Saved data entries
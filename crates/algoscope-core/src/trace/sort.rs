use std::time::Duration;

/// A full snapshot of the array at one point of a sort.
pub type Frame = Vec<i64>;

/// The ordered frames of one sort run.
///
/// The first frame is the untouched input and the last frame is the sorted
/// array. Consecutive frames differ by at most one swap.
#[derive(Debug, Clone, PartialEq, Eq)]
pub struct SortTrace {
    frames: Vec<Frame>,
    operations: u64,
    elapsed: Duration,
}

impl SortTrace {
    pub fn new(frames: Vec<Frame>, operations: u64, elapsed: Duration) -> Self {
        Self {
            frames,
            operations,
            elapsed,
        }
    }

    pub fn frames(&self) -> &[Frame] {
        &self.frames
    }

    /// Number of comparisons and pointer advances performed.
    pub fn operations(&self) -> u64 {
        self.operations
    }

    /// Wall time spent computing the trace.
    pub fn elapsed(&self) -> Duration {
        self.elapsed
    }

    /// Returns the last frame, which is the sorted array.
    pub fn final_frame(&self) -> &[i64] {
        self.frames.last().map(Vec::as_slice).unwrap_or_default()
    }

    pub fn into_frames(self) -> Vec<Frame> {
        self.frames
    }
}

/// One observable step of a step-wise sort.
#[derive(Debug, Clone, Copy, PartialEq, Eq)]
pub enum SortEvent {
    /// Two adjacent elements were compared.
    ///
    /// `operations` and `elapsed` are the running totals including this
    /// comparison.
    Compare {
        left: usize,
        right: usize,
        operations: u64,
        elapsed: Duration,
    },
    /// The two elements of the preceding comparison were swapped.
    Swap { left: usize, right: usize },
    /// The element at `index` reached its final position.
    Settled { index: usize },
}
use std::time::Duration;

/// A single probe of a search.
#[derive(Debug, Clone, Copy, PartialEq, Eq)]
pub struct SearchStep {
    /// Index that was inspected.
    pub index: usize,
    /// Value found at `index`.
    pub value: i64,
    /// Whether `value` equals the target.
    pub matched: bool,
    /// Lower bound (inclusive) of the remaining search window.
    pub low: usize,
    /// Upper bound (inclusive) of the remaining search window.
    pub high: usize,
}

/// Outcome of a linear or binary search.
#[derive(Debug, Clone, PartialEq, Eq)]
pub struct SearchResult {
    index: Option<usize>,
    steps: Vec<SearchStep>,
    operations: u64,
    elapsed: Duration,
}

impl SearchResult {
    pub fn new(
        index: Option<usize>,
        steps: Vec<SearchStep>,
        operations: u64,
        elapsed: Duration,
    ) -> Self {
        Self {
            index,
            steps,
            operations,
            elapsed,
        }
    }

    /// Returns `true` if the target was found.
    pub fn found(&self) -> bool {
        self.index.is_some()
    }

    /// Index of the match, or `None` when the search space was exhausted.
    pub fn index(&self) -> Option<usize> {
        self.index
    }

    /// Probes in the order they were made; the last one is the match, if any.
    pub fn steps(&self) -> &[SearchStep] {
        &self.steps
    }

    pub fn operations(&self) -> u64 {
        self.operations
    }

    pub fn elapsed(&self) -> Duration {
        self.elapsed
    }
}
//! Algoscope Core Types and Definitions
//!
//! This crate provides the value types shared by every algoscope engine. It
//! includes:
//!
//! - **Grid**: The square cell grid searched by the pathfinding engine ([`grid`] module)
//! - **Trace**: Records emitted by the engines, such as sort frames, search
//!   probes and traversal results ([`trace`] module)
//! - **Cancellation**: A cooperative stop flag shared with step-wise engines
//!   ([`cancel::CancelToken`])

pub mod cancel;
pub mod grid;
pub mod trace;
...
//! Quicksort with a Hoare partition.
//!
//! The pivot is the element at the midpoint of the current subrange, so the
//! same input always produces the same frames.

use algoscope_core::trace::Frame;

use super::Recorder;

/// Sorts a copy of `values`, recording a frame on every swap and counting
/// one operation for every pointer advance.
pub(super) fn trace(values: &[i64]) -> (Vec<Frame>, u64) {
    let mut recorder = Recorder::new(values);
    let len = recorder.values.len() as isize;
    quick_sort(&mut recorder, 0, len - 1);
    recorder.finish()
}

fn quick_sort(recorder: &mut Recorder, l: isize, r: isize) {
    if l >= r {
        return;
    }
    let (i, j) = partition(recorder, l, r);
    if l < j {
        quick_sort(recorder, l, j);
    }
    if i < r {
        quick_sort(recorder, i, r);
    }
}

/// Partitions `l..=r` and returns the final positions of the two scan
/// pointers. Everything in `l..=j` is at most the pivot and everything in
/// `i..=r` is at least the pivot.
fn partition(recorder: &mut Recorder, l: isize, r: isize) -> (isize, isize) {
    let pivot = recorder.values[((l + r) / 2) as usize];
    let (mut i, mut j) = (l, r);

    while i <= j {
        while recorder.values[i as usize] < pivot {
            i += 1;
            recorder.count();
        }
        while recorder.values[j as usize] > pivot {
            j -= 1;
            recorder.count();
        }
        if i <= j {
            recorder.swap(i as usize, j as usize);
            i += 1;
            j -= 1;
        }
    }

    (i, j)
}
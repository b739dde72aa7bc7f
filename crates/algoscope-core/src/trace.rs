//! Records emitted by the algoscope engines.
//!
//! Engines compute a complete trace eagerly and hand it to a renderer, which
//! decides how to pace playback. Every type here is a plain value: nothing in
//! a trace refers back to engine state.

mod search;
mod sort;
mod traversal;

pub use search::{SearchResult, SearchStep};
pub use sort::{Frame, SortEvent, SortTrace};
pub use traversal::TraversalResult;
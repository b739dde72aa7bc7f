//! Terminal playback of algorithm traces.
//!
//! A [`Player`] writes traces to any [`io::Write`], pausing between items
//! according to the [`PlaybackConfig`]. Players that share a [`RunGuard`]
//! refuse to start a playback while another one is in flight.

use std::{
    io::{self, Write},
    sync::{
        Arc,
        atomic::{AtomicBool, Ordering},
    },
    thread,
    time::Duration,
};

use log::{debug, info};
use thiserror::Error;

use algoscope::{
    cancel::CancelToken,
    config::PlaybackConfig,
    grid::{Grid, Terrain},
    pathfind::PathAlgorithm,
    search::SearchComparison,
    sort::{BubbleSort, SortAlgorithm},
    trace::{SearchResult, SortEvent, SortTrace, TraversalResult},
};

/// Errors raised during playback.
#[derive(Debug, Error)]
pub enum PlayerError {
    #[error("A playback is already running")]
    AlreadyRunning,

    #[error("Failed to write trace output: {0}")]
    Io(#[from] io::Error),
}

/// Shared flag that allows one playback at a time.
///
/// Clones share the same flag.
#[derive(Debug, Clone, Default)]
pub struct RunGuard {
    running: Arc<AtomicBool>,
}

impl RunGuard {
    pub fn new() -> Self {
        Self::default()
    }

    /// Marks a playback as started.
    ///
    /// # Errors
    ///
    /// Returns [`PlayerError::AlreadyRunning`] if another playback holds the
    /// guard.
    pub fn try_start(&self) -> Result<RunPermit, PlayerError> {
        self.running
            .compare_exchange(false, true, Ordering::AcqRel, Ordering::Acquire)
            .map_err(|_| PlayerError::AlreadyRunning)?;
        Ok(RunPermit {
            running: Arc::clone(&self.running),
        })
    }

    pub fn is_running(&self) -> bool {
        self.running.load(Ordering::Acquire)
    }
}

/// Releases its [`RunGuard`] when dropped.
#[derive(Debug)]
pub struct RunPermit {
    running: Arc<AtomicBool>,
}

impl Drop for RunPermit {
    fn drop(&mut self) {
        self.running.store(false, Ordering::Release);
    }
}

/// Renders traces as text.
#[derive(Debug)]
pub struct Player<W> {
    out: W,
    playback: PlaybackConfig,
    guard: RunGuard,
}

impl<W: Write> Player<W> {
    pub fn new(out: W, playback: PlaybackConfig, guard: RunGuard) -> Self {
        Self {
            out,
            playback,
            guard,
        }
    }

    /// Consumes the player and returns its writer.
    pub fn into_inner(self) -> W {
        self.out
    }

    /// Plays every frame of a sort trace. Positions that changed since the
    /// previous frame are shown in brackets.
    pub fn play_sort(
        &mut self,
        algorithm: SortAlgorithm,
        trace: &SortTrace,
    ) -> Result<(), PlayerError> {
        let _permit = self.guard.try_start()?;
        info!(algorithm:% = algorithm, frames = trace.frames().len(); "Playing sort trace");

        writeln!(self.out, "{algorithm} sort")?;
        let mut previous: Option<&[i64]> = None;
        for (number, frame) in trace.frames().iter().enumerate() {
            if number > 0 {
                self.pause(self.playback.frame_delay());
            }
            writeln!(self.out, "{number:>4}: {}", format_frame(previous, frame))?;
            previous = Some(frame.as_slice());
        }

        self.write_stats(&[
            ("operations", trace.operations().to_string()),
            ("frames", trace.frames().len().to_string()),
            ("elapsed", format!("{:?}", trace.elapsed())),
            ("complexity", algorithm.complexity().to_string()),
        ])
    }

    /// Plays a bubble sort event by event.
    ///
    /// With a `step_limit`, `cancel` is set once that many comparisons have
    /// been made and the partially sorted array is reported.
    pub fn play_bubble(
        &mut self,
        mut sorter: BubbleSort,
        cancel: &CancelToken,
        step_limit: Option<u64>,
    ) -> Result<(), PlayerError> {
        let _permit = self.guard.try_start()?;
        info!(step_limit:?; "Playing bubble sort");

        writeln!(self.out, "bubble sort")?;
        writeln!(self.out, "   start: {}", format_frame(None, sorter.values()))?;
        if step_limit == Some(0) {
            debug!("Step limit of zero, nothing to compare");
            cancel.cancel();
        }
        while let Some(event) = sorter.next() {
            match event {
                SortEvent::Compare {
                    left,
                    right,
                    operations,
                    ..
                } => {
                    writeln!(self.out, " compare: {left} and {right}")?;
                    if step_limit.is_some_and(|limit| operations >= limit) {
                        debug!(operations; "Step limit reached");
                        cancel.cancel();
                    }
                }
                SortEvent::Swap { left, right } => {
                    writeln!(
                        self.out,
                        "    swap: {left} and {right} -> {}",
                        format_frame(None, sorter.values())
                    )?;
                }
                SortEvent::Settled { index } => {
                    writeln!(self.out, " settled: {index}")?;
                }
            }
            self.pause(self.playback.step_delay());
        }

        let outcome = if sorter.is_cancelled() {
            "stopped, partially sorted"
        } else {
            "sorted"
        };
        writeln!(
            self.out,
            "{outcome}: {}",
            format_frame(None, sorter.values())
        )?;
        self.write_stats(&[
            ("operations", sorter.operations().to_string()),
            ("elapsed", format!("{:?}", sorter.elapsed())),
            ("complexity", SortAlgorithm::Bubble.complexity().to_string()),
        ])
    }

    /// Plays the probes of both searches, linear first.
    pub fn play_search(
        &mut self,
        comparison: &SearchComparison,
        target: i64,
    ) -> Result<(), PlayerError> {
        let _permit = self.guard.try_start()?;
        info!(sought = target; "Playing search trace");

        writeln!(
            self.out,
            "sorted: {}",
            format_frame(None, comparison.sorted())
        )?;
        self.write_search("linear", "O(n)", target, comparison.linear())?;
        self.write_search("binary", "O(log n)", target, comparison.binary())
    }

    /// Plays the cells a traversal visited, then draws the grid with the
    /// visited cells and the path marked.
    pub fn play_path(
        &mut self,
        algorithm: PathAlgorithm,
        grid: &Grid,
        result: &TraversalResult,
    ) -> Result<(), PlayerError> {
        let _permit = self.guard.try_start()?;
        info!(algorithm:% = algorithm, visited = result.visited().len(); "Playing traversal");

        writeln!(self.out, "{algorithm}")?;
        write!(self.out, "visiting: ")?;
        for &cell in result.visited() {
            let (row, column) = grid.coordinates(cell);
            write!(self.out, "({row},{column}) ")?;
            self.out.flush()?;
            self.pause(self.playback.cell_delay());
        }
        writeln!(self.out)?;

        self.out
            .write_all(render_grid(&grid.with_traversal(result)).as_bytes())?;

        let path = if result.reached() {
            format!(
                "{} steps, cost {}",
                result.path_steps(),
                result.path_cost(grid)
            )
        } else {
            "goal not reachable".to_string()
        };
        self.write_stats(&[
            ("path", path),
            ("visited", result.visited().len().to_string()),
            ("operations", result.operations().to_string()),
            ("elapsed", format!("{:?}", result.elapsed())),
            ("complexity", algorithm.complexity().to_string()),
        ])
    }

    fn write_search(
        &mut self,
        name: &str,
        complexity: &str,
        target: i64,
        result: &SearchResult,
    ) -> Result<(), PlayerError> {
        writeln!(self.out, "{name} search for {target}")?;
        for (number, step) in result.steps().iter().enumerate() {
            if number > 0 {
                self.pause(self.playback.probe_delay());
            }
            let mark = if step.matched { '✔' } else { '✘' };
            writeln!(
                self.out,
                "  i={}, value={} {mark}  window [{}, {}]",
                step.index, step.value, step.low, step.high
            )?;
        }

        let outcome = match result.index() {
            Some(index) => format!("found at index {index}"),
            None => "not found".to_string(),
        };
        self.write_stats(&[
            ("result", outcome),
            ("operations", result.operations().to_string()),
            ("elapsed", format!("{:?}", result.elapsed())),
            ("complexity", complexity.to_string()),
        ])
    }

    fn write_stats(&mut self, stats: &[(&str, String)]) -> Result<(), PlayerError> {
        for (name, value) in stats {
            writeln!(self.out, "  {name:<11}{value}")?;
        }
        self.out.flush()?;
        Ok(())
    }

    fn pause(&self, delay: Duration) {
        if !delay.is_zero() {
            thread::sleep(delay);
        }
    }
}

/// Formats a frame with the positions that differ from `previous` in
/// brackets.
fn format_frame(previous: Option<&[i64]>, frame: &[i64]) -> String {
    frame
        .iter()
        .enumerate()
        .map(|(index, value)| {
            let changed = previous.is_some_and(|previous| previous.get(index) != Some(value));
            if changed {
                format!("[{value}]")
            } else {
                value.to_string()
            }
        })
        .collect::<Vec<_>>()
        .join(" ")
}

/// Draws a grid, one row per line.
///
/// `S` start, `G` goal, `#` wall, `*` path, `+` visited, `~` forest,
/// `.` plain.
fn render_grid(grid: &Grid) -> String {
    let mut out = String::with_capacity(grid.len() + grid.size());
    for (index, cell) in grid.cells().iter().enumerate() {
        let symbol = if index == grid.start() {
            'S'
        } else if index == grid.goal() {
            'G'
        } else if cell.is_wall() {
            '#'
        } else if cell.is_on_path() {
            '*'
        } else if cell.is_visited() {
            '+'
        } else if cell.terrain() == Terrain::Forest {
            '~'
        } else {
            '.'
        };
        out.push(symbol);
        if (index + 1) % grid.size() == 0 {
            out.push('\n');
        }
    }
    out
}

Task brief :: What is the number of lines in the records that contain "Errors"? State that number alone.

Result of this task :: 2